# Excessive poop??



## Aliandel (Mar 9, 2008)

I have one ryukin who lately (the last three days) been pooping long (up to two inches) worm-like poop. And it hasn't been just once a day... it's literally every time I go to look!! Am I feeding too much?? I only feed three times a day and not heavily... Any info regarding this would be very much appreciated!!


----------



## trashion (Aug 24, 2007)

"only" three times a day is too much. A little bit, once a day. Skip a few days now and then. My fish are currently on a 10-day fast, because I'm unable to be in my dorm, where they are (spring break.)


----------



## Aliandel (Mar 9, 2008)

Thanks!! He/She is so smart...every time I enter the room and give the tank a look, my ryukin swims up and down and it seems like it's almost begging.
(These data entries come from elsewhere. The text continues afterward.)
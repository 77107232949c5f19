use std::time::Duration;

use rand::rngs::StdRng;
use rand::SeedableRng;
use rlboard::config::{LiveFeedConfig, PriceStreamConfig};
use rlboard::simulator::{LiveFeed, PriceStream, SessionStatus};

#[test]
fn history_holds_most_recent_capacity_entries() {
    let stream = PriceStream::new(PriceStreamConfig::default());
    let mut rng = StdRng::seed_from_u64(21);
    for ts in 1..=130 {
        stream.tick_with(&mut rng, ts);
    }

    let s = stream.snapshot();
    assert_eq!(s.price_history.len(), 100);
    let stamps: Vec<i64> = s.price_history.iter().map(|p| p.timestamp).collect();
    assert_eq!(stamps.first(), Some(&31));
    assert!(stamps.windows(2).all(|w| w[0] < w[1]));
}

#[tokio::test(start_paused = true)]
async fn live_position_follows_stream_ticks() {
    let stream = PriceStream::new(PriceStreamConfig::default());
    let feed = LiveFeed::new(LiveFeedConfig::default(), stream.store().clone());
    stream.connect();
    feed.connect();

    tokio::time::sleep(Duration::from_millis(10_500)).await;
    let price = stream.current_price();
    let s = feed.snapshot();
    assert_eq!(s.status, SessionStatus::Connected);
    assert_eq!(s.position.current_price, price);
    assert!((s.position.unrealized_pnl - (price - 42300.0) * 0.05).abs() < 1e-6);

    feed.pause();
    stream.disconnect();
    assert!(!stream.is_ticking());
    assert!(!feed.is_ticking());
}
pub mod experiment;
pub mod ring_buffer;
pub mod trading;
pub mod training;

pub use experiment::*;
pub use ring_buffer::RingBuffer;
pub use trading::*;
pub use training::*;
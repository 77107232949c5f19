use config::{Config, ConfigError, Environment, File};
use serde::Deserialize;
use std::path::{Path, PathBuf};

/// Main configuration structure
#[derive(Debug, Clone, Deserialize, Default)]
pub struct AppConfig {
    #[serde(default)]
    pub training: TrainingSimConfig,
    #[serde(default)]
    pub price_stream: PriceStreamConfig,
    #[serde(default)]
    pub live_feed: LiveFeedConfig,
    #[serde(default)]
    pub backtest: BacktestConfig,
    #[serde(default)]
    pub storage: StorageConfig,
    #[serde(default)]
    pub logging: LoggingConfig,
}

#[derive(Debug, Clone, Deserialize)]
pub struct TrainingSimConfig {
    /// Wall-clock cadence of the simulator in milliseconds
    #[serde(default = "default_training_tick_ms")]
    pub tick_interval_ms: u64,
    /// Start ticking as soon as the simulator is attached
    #[serde(default = "default_true")]
    pub auto_start: bool,
    /// Steps added to the counter on every tick
    #[serde(default = "default_step_stride")]
    pub step_stride: u64,
    /// A learning-curve sample is appended every N-th rollout
    #[serde(default = "default_curve_sample_every")]
    pub curve_sample_every: u64,
    /// Price candles kept in the current episode window
    #[serde(default = "default_candle_capacity")]
    pub candle_capacity: usize,
    /// Training log lines kept (newest first)
    #[serde(default = "default_log_capacity")]
    pub log_capacity: usize,
    /// Chance per tick of refreshing action frequencies
    #[serde(default = "default_action_stats_probability")]
    pub action_stats_probability: f64,
    /// Chance per tick of emitting a synthetic log line
    #[serde(default = "default_log_probability")]
    pub log_probability: f64,
    /// Chance that a new candle carries an agent action marker
    #[serde(default = "default_agent_action_probability")]
    pub agent_action_probability: f64,
    /// Seed price when the candle window is empty
    #[serde(default = "default_initial_candle_price")]
    pub initial_candle_price: f64,
}

fn default_training_tick_ms() -> u64 {
    1500
}

fn default_true() -> bool {
    true
}

fn default_step_stride() -> u64 {
    2048
}

fn default_curve_sample_every() -> u64 {
    3
}

fn default_candle_capacity() -> usize {
    200
}

fn default_log_capacity() -> usize {
    100
}

fn default_action_stats_probability() -> f64 {
    0.3
}

fn default_log_probability() -> f64 {
    0.2
}

fn default_agent_action_probability() -> f64 {
    0.15
}

fn default_initial_candle_price() -> f64 {
    41500.0
}

impl Default for TrainingSimConfig {
    fn default() -> Self {
        Self {
            tick_interval_ms: default_training_tick_ms(),
            auto_start: true,
            step_stride: default_step_stride(),
            curve_sample_every: default_curve_sample_every(),
            candle_capacity: default_candle_capacity(),
            log_capacity: default_log_capacity(),
            action_stats_probability: default_action_stats_probability(),
            log_probability: default_log_probability(),
            agent_action_probability: default_agent_action_probability(),
            initial_candle_price: default_initial_candle_price(),
        }
    }
}

#[derive(Debug, Clone, Deserialize)]
pub struct PriceStreamConfig {
    /// Baseline price captured at stream start
    #[serde(default = "default_initial_price")]
    pub initial_price: f64,
    #[serde(default = "default_price_tick_ms")]
    pub tick_interval_ms: u64,
    /// Maximum (timestamp, price) pairs retained
    #[serde(default = "default_history_capacity")]
    pub history_capacity: usize,
    /// Half-width of the uniform per-tick move (0.0002 = 2 bps)
    #[serde(default = "default_volatility")]
    pub volatility: f64,
}

fn default_initial_price() -> f64 {
    42520.0
}

fn default_price_tick_ms() -> u64 {
    1000
}

fn default_history_capacity() -> usize {
    100
}

fn default_volatility() -> f64 {
    0.0002
}

impl Default for PriceStreamConfig {
    fn default() -> Self {
        Self {
            initial_price: default_initial_price(),
            tick_interval_ms: default_price_tick_ms(),
            history_capacity: default_history_capacity(),
            volatility: default_volatility(),
        }
    }
}

#[derive(Debug, Clone, Deserialize)]
pub struct LiveFeedConfig {
    #[serde(default = "default_live_tick_ms")]
    pub tick_interval_ms: u64,
    #[serde(default = "default_alert_probability")]
    pub alert_probability: f64,
    #[serde(default = "default_trade_probability")]
    pub trade_probability: f64,
    #[serde(default = "default_alert_capacity")]
    pub alert_capacity: usize,
    #[serde(default = "default_trade_capacity")]
    pub trade_capacity: usize,
}

fn default_live_tick_ms() -> u64 {
    5000
}

fn default_alert_probability() -> f64 {
    0.3
}

fn default_trade_probability() -> f64 {
    0.2
}

fn default_alert_capacity() -> usize {
    20
}

fn default_trade_capacity() -> usize {
    24
}

impl Default for LiveFeedConfig {
    fn default() -> Self {
        Self {
            tick_interval_ms: default_live_tick_ms(),
            alert_probability: default_alert_probability(),
            trade_probability: default_trade_probability(),
            alert_capacity: default_alert_capacity(),
            trade_capacity: default_trade_capacity(),
        }
    }
}

#[derive(Debug, Clone, Deserialize)]
pub struct BacktestConfig {
    /// Delay before a mock report replaces the current one
    #[serde(default = "default_backtest_delay_ms")]
    pub simulated_delay_ms: u64,
}

fn default_backtest_delay_ms() -> u64 {
    2000
}

impl Default for BacktestConfig {
    fn default() -> Self {
        Self {
            simulated_delay_ms: default_backtest_delay_ms(),
        }
    }
}

#[derive(Debug, Clone, Deserialize)]
pub struct StorageConfig {
    /// Backing file for durable local storage (defaults to the user data dir)
    #[serde(default)]
    pub path: Option<PathBuf>,
    /// Key under which the experiment preferences blob is stored
    #[serde(default = "default_namespace")]
    pub namespace: String,
}

fn default_namespace() -> String {
    "experiment-store".to_string()
}

impl Default for StorageConfig {
    fn default() -> Self {
        Self {
            path: None,
            namespace: default_namespace(),
        }
    }
}

impl StorageConfig {
    /// Resolve the storage file, falling back to `<data_dir>/rlboard/local_storage.json`
    pub fn resolved_path(&self) -> PathBuf {
        if let Some(path) = &self.path {
            return path.clone();
        }
        dirs::data_dir()
            .unwrap_or_else(std::env::temp_dir)
            .join("rlboard")
            .join("local_storage.json")
    }
}

#[derive(Debug, Clone, Deserialize)]
pub struct LoggingConfig {
    /// Log level (trace, debug, info, warn, error)
    #[serde(default = "default_log_level")]
    pub level: String,
    /// Enable JSON formatted logs
    #[serde(default)]
    pub json: bool,
}

fn default_log_level() -> String {
    "info".to_string()
}

impl Default for LoggingConfig {
    fn default() -> Self {
        Self {
            level: default_log_level(),
            json: false,
        }
    }
}

impl AppConfig {
    /// Load configuration from files and environment
    pub fn load() -> Result<Self, ConfigError> {
        Self::load_from("config")
    }

    /// Load configuration from a specific directory
    pub fn load_from<P: AsRef<Path>>(config_dir: P) -> Result<Self, ConfigError> {
        let config_dir = config_dir.as_ref();

        let builder = Config::builder()
            .set_default("logging.level", "info")?
            .set_default("logging.json", false)?
            // Load default config file
            .add_source(File::from(config_dir.join("default.toml")).required(false))
            // Load environment-specific config (e.g., config/demo.toml)
            .add_source(
                File::from(config_dir.join(
                    std::env::var("RLBOARD_ENV").unwrap_or_else(|_| "development".to_string()),
                ))
                .required(false),
            )
            // Override with environment variables (RLBOARD_TRAINING__TICK_INTERVAL_MS, etc.)
            .add_source(
                Environment::with_prefix("RLBOARD")
                    .separator("__")
                    .try_parsing(true),
            );

        builder.build()?.try_deserialize()
    }

    /// Validate configuration values
    pub fn validate(&self) -> Result<(), Vec<String>> {
        let mut errors = Vec::new();

        if self.training.tick_interval_ms == 0 {
            errors.push("training.tick_interval_ms must be positive".to_string());
        }
        if self.training.step_stride == 0 {
            errors.push("training.step_stride must be positive".to_string());
        }
        if self.training.curve_sample_every == 0 {
            errors.push("training.curve_sample_every must be positive".to_string());
        }
        if self.training.candle_capacity == 0 || self.training.log_capacity == 0 {
            errors.push("training buffer capacities must be positive".to_string());
        }

        let probabilities = [
            ("training.action_stats_probability", self.training.action_stats_probability),
            ("training.log_probability", self.training.log_probability),
            ("training.agent_action_probability", self.training.agent_action_probability),
            ("live_feed.alert_probability", self.live_feed.alert_probability),
            ("live_feed.trade_probability", self.live_feed.trade_probability),
        ];
        for (name, p) in probabilities {
            if !(0.0..=1.0).contains(&p) {
                errors.push(format!("{name} must be between 0 and 1, got {p}"));
            }
        }

        if self.price_stream.tick_interval_ms == 0 {
            errors.push("price_stream.tick_interval_ms must be positive".to_string());
        }
        if self.price_stream.history_capacity == 0 {
            errors.push("price_stream.history_capacity must be positive".to_string());
        }
        if self.price_stream.initial_price <= 0.0 {
            errors.push("price_stream.initial_price must be positive".to_string());
        }
        if self.live_feed.tick_interval_ms == 0 {
            errors.push("live_feed.tick_interval_ms must be positive".to_string());
        }

        if errors.is_empty() {
            Ok(())
        } else {
            Err(errors)
        }
    }
}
I guess I've made the mistake of not wanting them to be hungry... and instead I overfeed. At first I wasn't so sure if it was poop... they were really, really long. I thought they could have been some kind of parasite...worms of something... but i guess they're just giant poops!!


----------



## Danh (Feb 19, 2007)

They're goldfish... That's what they do.


----------



## micstarz (Oct 22, 2005)

Excessive poop? That's always the case with goldfish ;D


----------